Дювалье отвела взгляд и посмотрела на грязь под ногами, ковырнула землю кончиком посоха. Затем перехватила его покрепче посредине, и на секунду Валентайну показалось, что она готова его ударить. Она больше не плакала. Казалось, даже почувствовала облегчение.

— Ладно, Дэвид. Мы предупредим их. Но и только.

Коты решили рискнуть и перебраться через Норт-Платт днем, чтобы как можно скорее вступить в схватку со временем и смертью.

Переправа оказалась несложной: в это время года грязно-коричневая река сильно обмелела. Они углубились в край песков в том месте, где на обломках плотины Кингсли висело объявление: «Опасная зона. Нарушителей ждет немедленное наказание*. Несмотря на то что дамба была уничтожена, они сумели переправиться, не замочив ног выше колен. Несколько рыболовов, видимо из Огаллалы, удили на берегу. Если часовые из засады и заметили парочку Котов, военный бронежилет Валентайна, вероятно, сбил их с толку, и они не открыли огонь.

Вместо того чтобы сразу же скрыться в дюнах, что было бы подозрительно, Валентайн решил пройти вдоль берега Платта, поросшего березами и тополями.

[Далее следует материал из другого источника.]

use std::collections::HashMap;
use std::fs::File;
use std::io::{BufReader, Write};
use std::path::{Path, PathBuf};

use calamine::{Data, Dimensions, Range, Reader, Xlsx};
use log::{debug, warn};
use rust_xlsxwriter::{Format, Formula, Workbook as XlsxWorkbook, Worksheet};
use tempfile::NamedTempFile;

use crate::error::{Result, ToolError};
use crate::excel::package::{SheetNumberFormats, read_package_layout};
use crate::excel::{Cell, CellValue, DefinedName, Sheet, SheetVisibility};
use crate::reference::{CellRef, RangeRef};

/// Format given to date cells that carry no number format of their own.
const DEFAULT_DATE_FORMAT: &str = "yyyy-mm-dd";

/// An in-memory workbook: every sheet is read on open and nothing touches
/// the file again until [`Workbook::save`].
#[derive(Clone, Debug)]
pub struct Workbook {
    sheets: Vec<Sheet>,
    defined_names: Vec<DefinedName>,
    file_path: PathBuf,
}

/// Reads every sheet of an xlsx file, with the number formats, column
/// layout, merges, visibility and defined names a save has to write back.
pub fn open_workbook<P: AsRef<Path>>(path: P) -> Result<Workbook> {
    let path = path.as_ref();

    let mut workbook: Xlsx<BufReader<File>> = calamine::open_workbook(path)?;
    let sheet_names = workbook.sheet_names().to_vec();

    if sheet_names.is_empty() {
        return Err(calamine::Error::Msg("No worksheets found in file").into());
    }

    // A layout that cannot be read would be dropped by the next save.
    let mut layout = read_package_layout(path)?;

    let visibility: HashMap<String, SheetVisibility> = workbook
        .sheets_metadata()
        .iter()
        .map(|meta| (meta.name.clone(), SheetVisibility::from(meta.visible)))
        .collect();

    let mut sheets = Vec::with_capacity(sheet_names.len());
    for name in &sheet_names {
        let values = workbook.worksheet_range(name)?;
        let formulas = workbook.worksheet_formula(name)?;
        let merges = workbook
            .worksheet_merge_cells(name)
            .transpose()?
            .unwrap_or_default();
        let sheet_layout = layout.sheets.remove(name).unwrap_or_default();

        let mut sheet = create_sheet(name, &values, &formulas, sheet_layout.number_formats);
        sheet.visibility = visibility.get(name).copied().unwrap_or_default();
        for dimensions in &merges {
            match merged_range(dimensions) {
                Some(range) => sheet.add_merged_range(range),
                None => warn!("Ignoring merged region outside the sheet on '{name}'"),
            }
        }
        for (col, column) in sheet_layout.columns {
            sheet.set_column_layout(col, column);
        }

        debug!(
            "loaded sheet '{name}' with {} cells, {} merges",
            sheet.len(),
            sheet.merged_ranges().len()
        );
        sheets.push(sheet);
    }

    Ok(Workbook {
        sheets,
        defined_names: layout.defined_names,
        file_path: path.to_path_buf(),
    })
}

fn merged_range(dimensions: &Dimensions) -> Option<RangeRef> {
    let corner = |(row, col): (u32, u32)| CellRef::from_zero_based(row, u16::try_from(col).ok()?);
    Some(RangeRef::new(corner(dimensions.start)?, corner(dimensions.end)?))
}

/// Pixel width of a column stored as `width` characters (Calibri 11).
fn column_pixels(width: f64) -> u16 {
    (width * 7.0).round().clamp(0.0, f64::from(u16::MAX)) as u16
}

/// Absolute 0-based coordinates of every used cell of a calamine range.
fn used_cells<T>(range: &Range<T>) -> impl Iterator<Item = (u32, u16, &T)>
where
    T: calamine::CellType + PartialEq,
{
    let (start_row, start_col) = range.start().unwrap_or((0, 0));
    range.used_cells().map(move |(row, col, value)| {
        (
            start_row + row as u32,
            (start_col as usize + col) as u16,
            value,
        )
    })
}

fn create_sheet(
    name: &str,
    values: &Range<Data>,
    formulas: &Range<String>,
    formats: SheetNumberFormats,
) -> Sheet {
    let mut sheet = Sheet::new(name);

    for (row, col, data) in used_cells(values) {
        sheet.insert_at(row, col, Cell::new(CellValue::from(data)));
    }

    // A formula replaces the cached result calamine reports as the value.
    for (row, col, formula) in used_cells(formulas) {
        if formula.is_empty() {
            continue;
        }
        let text = if formula.starts_with('=') {
            formula.clone()
        } else {
            format!("={formula}")
        };
        sheet.cell_at_mut(row, col).value = CellValue::Formula(text);
    }

    for ((row, col), number_format) in formats {
        sheet.cell_at_mut(row, col).number_format = Some(number_format);
    }

    sheet
}

/// One rust_xlsxwriter format per distinct number-format code.
struct FormatCache {
    general: Format,
    by_code: HashMap<String, Format>,
}

impl FormatCache {
    fn new() -> Self {
        Self {
            general: Format::new(),
            by_code: HashMap::new(),
        }
    }

    fn get(&mut self, code: Option<&str>) -> &Format {
        match code {
            None | Some("") | Some("General") => &self.general,
            Some(code) => self
                .by_code
                .entry(code.to_string())
                .or_insert_with(|| Format::new().set_num_format(code)),
        }
    }
}

fn write_cell(
    worksheet: &mut Worksheet,
    (row, col): (u32, u16),
    cell: &Cell,
    formats: &mut FormatCache,
) -> Result<()> {
    let code = match (&cell.number_format, &cell.value) {
        (Some(code), _) => Some(code.as_str()),
        (None, CellValue::DateTime(_)) => Some(DEFAULT_DATE_FORMAT),
        (None, _) => None,
    };
    let format = formats.get(code);

    match &cell.value {
        CellValue::Empty => {
            if code.is_some() {
                worksheet.write_blank(row, col, format)?;
            }
        }
        CellValue::Text(text) | CellValue::Error(text) => {
            worksheet.write_string_with_format(row, col, text, format)?;
        }
        CellValue::Number(n) | CellValue::DateTime(n) => {
            worksheet.write_number_with_format(row, col, *n, format)?;
        }
        CellValue::Boolean(b) => {
            worksheet.write_boolean_with_format(row, col, *b, format)?;
        }
        CellValue::Formula(formula) => {
            worksheet.write_formula_with_format(row, col, Formula::new(formula), format)?;
        }
    }

    Ok(())
}

/// Column widths, hidden columns and merged ranges. Runs before the cells
/// are written, since a merge fills its range with blanks.
fn write_layout(worksheet: &mut Worksheet, sheet: &Sheet, formats: &mut FormatCache) -> Result<()> {
    for (col, layout) in sheet.columns() {
        if let Some(width) = layout.width {
            worksheet.set_column_width_pixels(col, column_pixels(width))?;
        }
        if layout.hidden {
            worksheet.set_column_hidden(col)?;
        }
    }

    for range in sheet.merged_ranges() {
        let code = sheet
            .get(range.start())
            .and_then(|cell| cell.number_format.as_deref());
        let (first_row, first_col) = range.start().zero_based();
        let (last_row, last_col) = range.end().zero_based();
        worksheet.merge_range(first_row, first_col, last_row, last_col, "", formats.get(code))?;
    }

    Ok(())
}

/// Replaces `dest` with `bytes` through a sibling temp file, so a failed
/// write leaves the original file in place.
fn write_atomically(dest: &Path, bytes: &[u8]) -> Result<()> {
    let dir = dest
        .parent()
        .filter(|p| !p.as_os_str().is_empty())
        .unwrap_or_else(|| Path::new("."));

    let mut tmp = NamedTempFile::new_in(dir)?;
    tmp.write_all(bytes)?;
    tmp.as_file().sync_all()?;
    tmp.persist(dest)?;

    Ok(())
}

impl Workbook {
    pub fn get_file_path(&self) -> &Path {
        &self.file_path
    }

    pub fn get_sheet_names(&self) -> Vec<String> {
        self.sheets.iter().map(|sheet| sheet.name.clone()).collect()
    }

    pub fn sheet_count(&self) -> usize {
        self.sheets.len()
    }

    /// Position of the sheet with exactly this name.
    pub fn sheet_index(&self, name: &str) -> Option<usize> {
        self.sheets.iter().position(|sheet| sheet.name == name)
    }

    /// Whether a sheet name is taken; Excel compares names case-insensitively.
    pub fn has_sheet_named(&self, name: &str) -> bool {
        self.sheets
            .iter()
            .any(|sheet| sheet.name.to_lowercase() == name.to_lowercase())
    }

    pub fn get_sheet(&self, name: &str) -> Option<&Sheet> {
        self.sheets.iter().find(|sheet| sheet.name == name)
    }

    pub fn get_sheet_mut(&mut self, name: &str) -> Result<&mut Sheet> {
        self.sheets
            .iter_mut()
            .find(|sheet| sheet.name == name)
            .ok_or_else(|| ToolError::SheetNotFound(name.to_string()))
    }

    /// Inserts a sheet at `index` (past the end appends) and returns the
    /// position it ended up at.
    pub fn insert_sheet_at_index(&mut self, sheet: Sheet, index: Option<usize>) -> Result<usize> {
        if self.has_sheet_named(&sheet.name) {
            return Err(ToolError::SheetAlreadyExists(sheet.name));
        }

        let len = self.sheets.len();
        let position = match index {
            Some(index) if index > len => {
                warn!("Sheet index {index} is past the last position {len}; appending");
                len
            }
            Some(index) => index,
            None => len,
        };

        self.sheets.insert(position, sheet);
        Ok(position)
    }

    pub fn defined_names(&self) -> &[DefinedName] {
        &self.defined_names
    }

    /// Writes every sheet back to the file the workbook was opened from.
    pub fn save(&self) -> Result<()> {
        let mut workbook = XlsxWorkbook::new();
        let mut formats = FormatCache::new();
        let first_visible = self.sheets.iter().position(Sheet::is_visible);

        for (index, sheet) in self.sheets.iter().enumerate() {
            let worksheet = workbook.add_worksheet().set_name(&sheet.name)?;

            write_layout(worksheet, sheet, &mut formats)?;
            for (position, cell) in sheet.cells() {
                write_cell(worksheet, position, cell, &mut formats)?;
            }

            // Excel opens on the active sheet, which must be a visible one.
            match sheet.visibility {
                SheetVisibility::Hidden => {
                    worksheet.set_hidden(true);
                }
                SheetVisibility::VeryHidden => {
                    worksheet.set_very_hidden(true);
                }
                SheetVisibility::Visible if first_visible == Some(index) => {
                    worksheet.set_active(true);
                }
                SheetVisibility::Visible => {}
            }
        }

        for name in &self.defined_names {
            workbook.define_name(name.qualified_name(), &name.formula)?;
        }

        let buffer = workbook.save_to_buffer()?;
        write_atomically(&self.file_path, &buffer)?;
        debug!(
            "saved {} ({} bytes, {} sheets)",
            self.file_path.display(),
            buffer.len(),
            self.sheets.len()
        );

        Ok(())
    }
}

Немного передохнув, они обнаружили, что по перелескам, идя параллельно старому 61-му шоссе, можно незаметно пробраться на север Дюн.

Валентайн прибавил шагу. Он взял у Дювалье ее рюкзак, так что она, не имевшая опыта Волка, год за годом совершавшего длинные забеги, налегке могла поспевать за темпом Валентайна.

Коты бежали по холмам, изо всех сил стараясь, чтобы их не заметили. На закате они сделали привал, чтобы отдохнуть и полюбоваться заходящим солнцем во всей его красе. Валентайн и раньше бывал в местах, откуда открывались взгляду бескрайние просторы, но было в этом волнующемся море жухлой травы и комьев земли что-то особенное, вечное.

— Странно, — сказала Дювалье. — То, что мы сейчас делаем, в общем, полная глупость. Безнадежная затея. А я чувствую какое-то облегчение. Как будто вот-вот тебя расстреляют и уже поздно беспокоиться.

Валентайн посмотрел на нее, массируя уставшие ноги. Заходящее солнце придавало ее коже золотисто-медный оттенок.

— Нет, это не так. Ты поступаешь правильно. Когда я был еще ребенком, вся моя семья погибла, а меня взял на воспитание человек, работавший учителем. Он заставлял старшеклассников читать про Холокост. Холокост был…

— Я знаю, что такое Холокост, — сказала Алиса без обычного раздражения. — Генеральная репетиция всего ВОТ этого.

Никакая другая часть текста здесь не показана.